Wednesday, July 12, 2006

It's okay to cry

"Get your ass back here. Your patient's coding!"
I got that message when I was at clinic, on a sunny autumm afternoon back in 2002. My colleague was covering for my hospital patients. Among them Mr. C, someone who had had a rocky hospital course since he was admitted for compartment syndrome of the right arm 5 weeks ago. He was on anticoagulation for a prosthetic mitral valve. One day, he just bled into the arm spontaneously.
Compartment syndrome, needing a fasciotomy. Complicated by aspiration pneumonia. Rebleeding.
The team who signed him out to me at the start of the month had basically written him off.
Poor prognosis, they said.
Regardless, he stubbornly hung on for weeks. And then, ever so slowly, got better.

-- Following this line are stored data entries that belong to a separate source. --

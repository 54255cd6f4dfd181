use thiserror::Error;

use crate::model::question::{Question, QuestionBody, QuestionType};

//
// ─── ERRORS ────────────────────────────────────────────────────────────────────
//

#[derive(Debug, Error, Clone, PartialEq, Eq)]
#[non_exhaustive]
pub enum SelectionError {
    #[error("pick one choice before submitting")]
    NothingChosen,

    #[error("choice {index} is out of range for {choices} choices")]
    ChoiceOutOfRange { index: usize, choices: usize },

    #[error("step {index} is out of range for {steps} steps")]
    StepOutOfRange { index: usize, steps: usize },

    #[error("step {0} has already been picked")]
    StepAlreadyPicked(usize),

    #[error("this action does not apply to a {0} question")]
    NotApplicable(QuestionType),
}

//
// ─── ANSWER ────────────────────────────────────────────────────────────────────
//

/// A submission for the current question.
#[derive(Debug, Clone, PartialEq, Eq)]
pub enum Answer {
    /// Index of the chosen option of a multiple-choice question.
    Choice(usize),
    /// Acknowledge an open question and reveal its key points.
    Reveal,
    /// Step indices of a chain question in the order the user picked them.
    Order(Vec<usize>),
}

impl Answer {
    /// Question type this answer is meant for.
    #[must_use]
    pub fn kind(&self) -> QuestionType {
        match self {
            Answer::Choice(_) => QuestionType::Mcq,
            Answer::Reveal => QuestionType::Open,
            Answer::Order(_) => QuestionType::Chain,
        }
    }
}

//
// ─── SELECTION ─────────────────────────────────────────────────────────────────
//

/// Transient input state for the question currently on screen.
///
/// Created when a question is shown and dropped when the next one is.
#[derive(Debug, Clone, PartialEq, Eq)]
pub enum Selection {
    Choice {
        chosen: Option<usize>,
        choices: usize,
    },
    Reveal,
    Order {
        picked: Vec<usize>,
        steps: usize,
    },
}

impl Selection {
    /// Empty selection matching the shape of `question`.
    #[must_use]
    pub fn for_question(question: &Question) -> Self {
        match question.body() {
            QuestionBody::Mcq { choices, .. } => Selection::Choice {
                chosen: None,
                choices: choices.len(),
            },
            QuestionBody::Open { .. } => Selection::Reveal,
            QuestionBody::Chain { steps, .. } => Selection::Order {
                picked: Vec::with_capacity(steps.len()),
                steps: steps.len(),
            },
        }
    }

    #[must_use]
    pub fn kind(&self) -> QuestionType {
        match self {
            Selection::Choice { .. } => QuestionType::Mcq,
            Selection::Reveal => QuestionType::Open,
            Selection::Order { .. } => QuestionType::Chain,
        }
    }

    /// Choose an option, replacing any earlier choice.
    ///
    /// # Errors
    ///
    /// Returns `SelectionError::ChoiceOutOfRange` for an invalid index and
    /// `SelectionError::NotApplicable` for non-mcq questions.
    pub fn choose(&mut self, index: usize) -> Result<(), SelectionError> {
        let kind = self.kind();
        let Selection::Choice { chosen, choices } = self else {
            return Err(SelectionError::NotApplicable(kind));
        };
        if index >= *choices {
            return Err(SelectionError::ChoiceOutOfRange {
                index,
                choices: *choices,
            });
        }
        *chosen = Some(index);
        Ok(())
    }

    /// Append a step to the picked order.
    ///
    /// # Errors
    ///
    /// Returns `SelectionError::StepOutOfRange`, `SelectionError::StepAlreadyPicked`
    /// or `SelectionError::NotApplicable` for non-chain questions.
    pub fn pick_step(&mut self, index: usize) -> Result<(), SelectionError> {
        let kind = self.kind();
        let Selection::Order { picked, steps } = self else {
            return Err(SelectionError::NotApplicable(kind));
        };
        if index >= *steps {
            return Err(SelectionError::StepOutOfRange {
                index,
                steps: *steps,
            });
        }
        if picked.contains(&index) {
            return Err(SelectionError::StepAlreadyPicked(index));
        }
        picked.push(index);
        Ok(())
    }

    /// Remove the most recently picked step.
    pub fn undo_step(&mut self) -> Option<usize> {
        match self {
            Selection::Order { picked, .. } => picked.pop(),
            _ => None,
        }
    }

    pub fn clear_steps(&mut self) {
        if let Selection::Order { picked, .. } = self {
            picked.clear();
        }
    }

    #[must_use]
    pub fn chosen(&self) -> Option<usize> {
        match self {
            Selection::Choice { chosen, .. } => *chosen,
            _ => None,
        }
    }

    #[must_use]
    pub fn picked(&self) -> &[usize] {
        match self {
            Selection::Order { picked, .. } => picked,
            _ => &[],
        }
    }

    /// Turn the current selection into a submission.
    ///
    /// # Errors
    ///
    /// Returns `SelectionError::NothingChosen` for an mcq with no choice yet.
    pub fn to_answer(&self) -> Result<Answer, SelectionError> {
        match self {
            Selection::Choice { chosen, .. } => chosen
                .map(Answer::Choice)
                .ok_or(SelectionError::NothingChosen),
            Selection::Reveal => Ok(Answer::Reveal),
            Selection::Order { picked, .. } => Ok(Answer::Order(picked.clone())),
        }
    }
}

#[cfg(test)]
mod tests {
    use super::*;
    use crate::model::UnitName;

    fn unit() -> UnitName {
        UnitName::new("Heart").unwrap()
    }

    fn mcq() -> Question {
        Question::mcq(unit(), "Q", vec!["a".into(), "b".into(), "c".into()], 1).unwrap()
    }

    fn chain() -> Question {
        Question::chain(
            unit(),
            "Order",
            vec!["x".into(), "y".into(), "z".into()],
            vec![0, 1, 2],
        )
        .unwrap()
    }

    #[test]
    fn mcq_requires_a_choice() {
        let mut selection = Selection::for_question(&mcq());
        assert_eq!(selection.to_answer(), Err(SelectionError::NothingChosen));

        selection.choose(0).unwrap();
        selection.choose(2).unwrap();
        assert_eq!(selection.to_answer(), Ok(Answer::Choice(2)));

        let err = selection.choose(3).unwrap_err();
        assert_eq!(
            err,
            SelectionError::ChoiceOutOfRange {
                index: 3,
                choices: 3
            }
        );
        assert_eq!(selection.chosen(), Some(2));
    }

    #[test]
    fn chain_picks_are_ordered_and_unique() {
        let mut selection = Selection::for_question(&chain());
        selection.pick_step(2).unwrap();
        selection.pick_step(0).unwrap();
        assert_eq!(
            selection.pick_step(2),
            Err(SelectionError::StepAlreadyPicked(2))
        );
        assert!(matches!(
            selection.pick_step(5),
            Err(SelectionError::StepOutOfRange { index: 5, steps: 3 })
        ));
        assert_eq!(selection.picked(), &[2, 0]);

        assert_eq!(selection.undo_step(), Some(0));
        selection.pick_step(1).unwrap();
        assert_eq!(selection.to_answer(), Ok(Answer::Order(vec![2, 1])));

        selection.clear_steps();
        assert!(selection.picked().is_empty());
    }

    #[test]
    fn actions_for_other_types_are_rejected() {
        let mut selection = Selection::for_question(&mcq());
        assert_eq!(
            selection.pick_step(0),
            Err(SelectionError::NotApplicable(QuestionType::Mcq))
        );

        let open = Question::open(unit(), "Explain", Vec::new()).unwrap();
        let mut selection = Selection::for_question(&open);
        assert!(selection.choose(0).is_err());
        assert_eq!(selection.to_answer(), Ok(Answer::Reveal));
    }
}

First his breathing got better. We corked and removed the tracheostomy tube. And then the percutaneous gastrostomy feeding tube was pulled. And he began talking, then walking. In the 3 weeks I had him, I got to know him better. I'd stop by at the end of my day, to say hello, and to talk to his wife to see how she was holding on. I got to know him, his fears of losing that right arm. His hope that soon he would be dismissed. He got so well that we started getting social services to help find him a temporary nursing home to rehabilitate.
It was a massive myocardial infarction, they later said. And his living will stated Do Not Resuscitate. So the code team did not resuscitate.

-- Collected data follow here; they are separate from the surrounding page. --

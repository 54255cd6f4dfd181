use async_trait::async_trait;
use quiz_core::model::SourceId;
use std::path::PathBuf;

use crate::source::{QuestionSource, SourceError};

/// Reads sources from a directory on disk.
#[derive(Clone, Debug)]
pub struct FileSource {
    root: PathBuf,
}

impl FileSource {
    #[must_use]
    pub fn new(root: impl Into<PathBuf>) -> Self {
        Self { root: root.into() }
    }

    /// Path of `id` below the root; absolute ids are used as-is.
    #[must_use]
    pub fn resolve(&self, id: &SourceId) -> PathBuf {
        self.root.join(id.as_str())
    }
}

#[async_trait]
impl QuestionSource for FileSource {
    async fn fetch(&self, id: &SourceId) -> Result<String, SourceError> {
        let path = self.resolve(id);
        tracing::debug!(path = %path.display(), "reading question source");
        tokio::fs::read_to_string(&path)
            .await
            .map_err(|e| SourceError::unavailable(id, e))
    }
}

Immediately after I got that page, I drove back to the hospital like a maniac, almost running some people over. Left my car out front with the blinkers on, and rushed up to the wards. But he was already gone.
It was such a shock to him, this new medical intern of just 4 months, still idealistic and naive about what he can and can't do. Such a shock, because this morning, he had just told Mr. C he looked so good that he might be leaving soon.
In the privacy of his room, I said a silent prayer while holding his still-warm hand. And, slowly, the tears came down, progressing to small sobs.
I felt like I had lied to him.
And then, I felt a hand on my shoulder. It was Mrs. C. She had snuck in after me and watched quietly.
She embraced me.
She whispered, "It's okay. It's okay to cry..."
And I did. It was one of those very few times that I allowed myself to shed and share tears with patients or their families.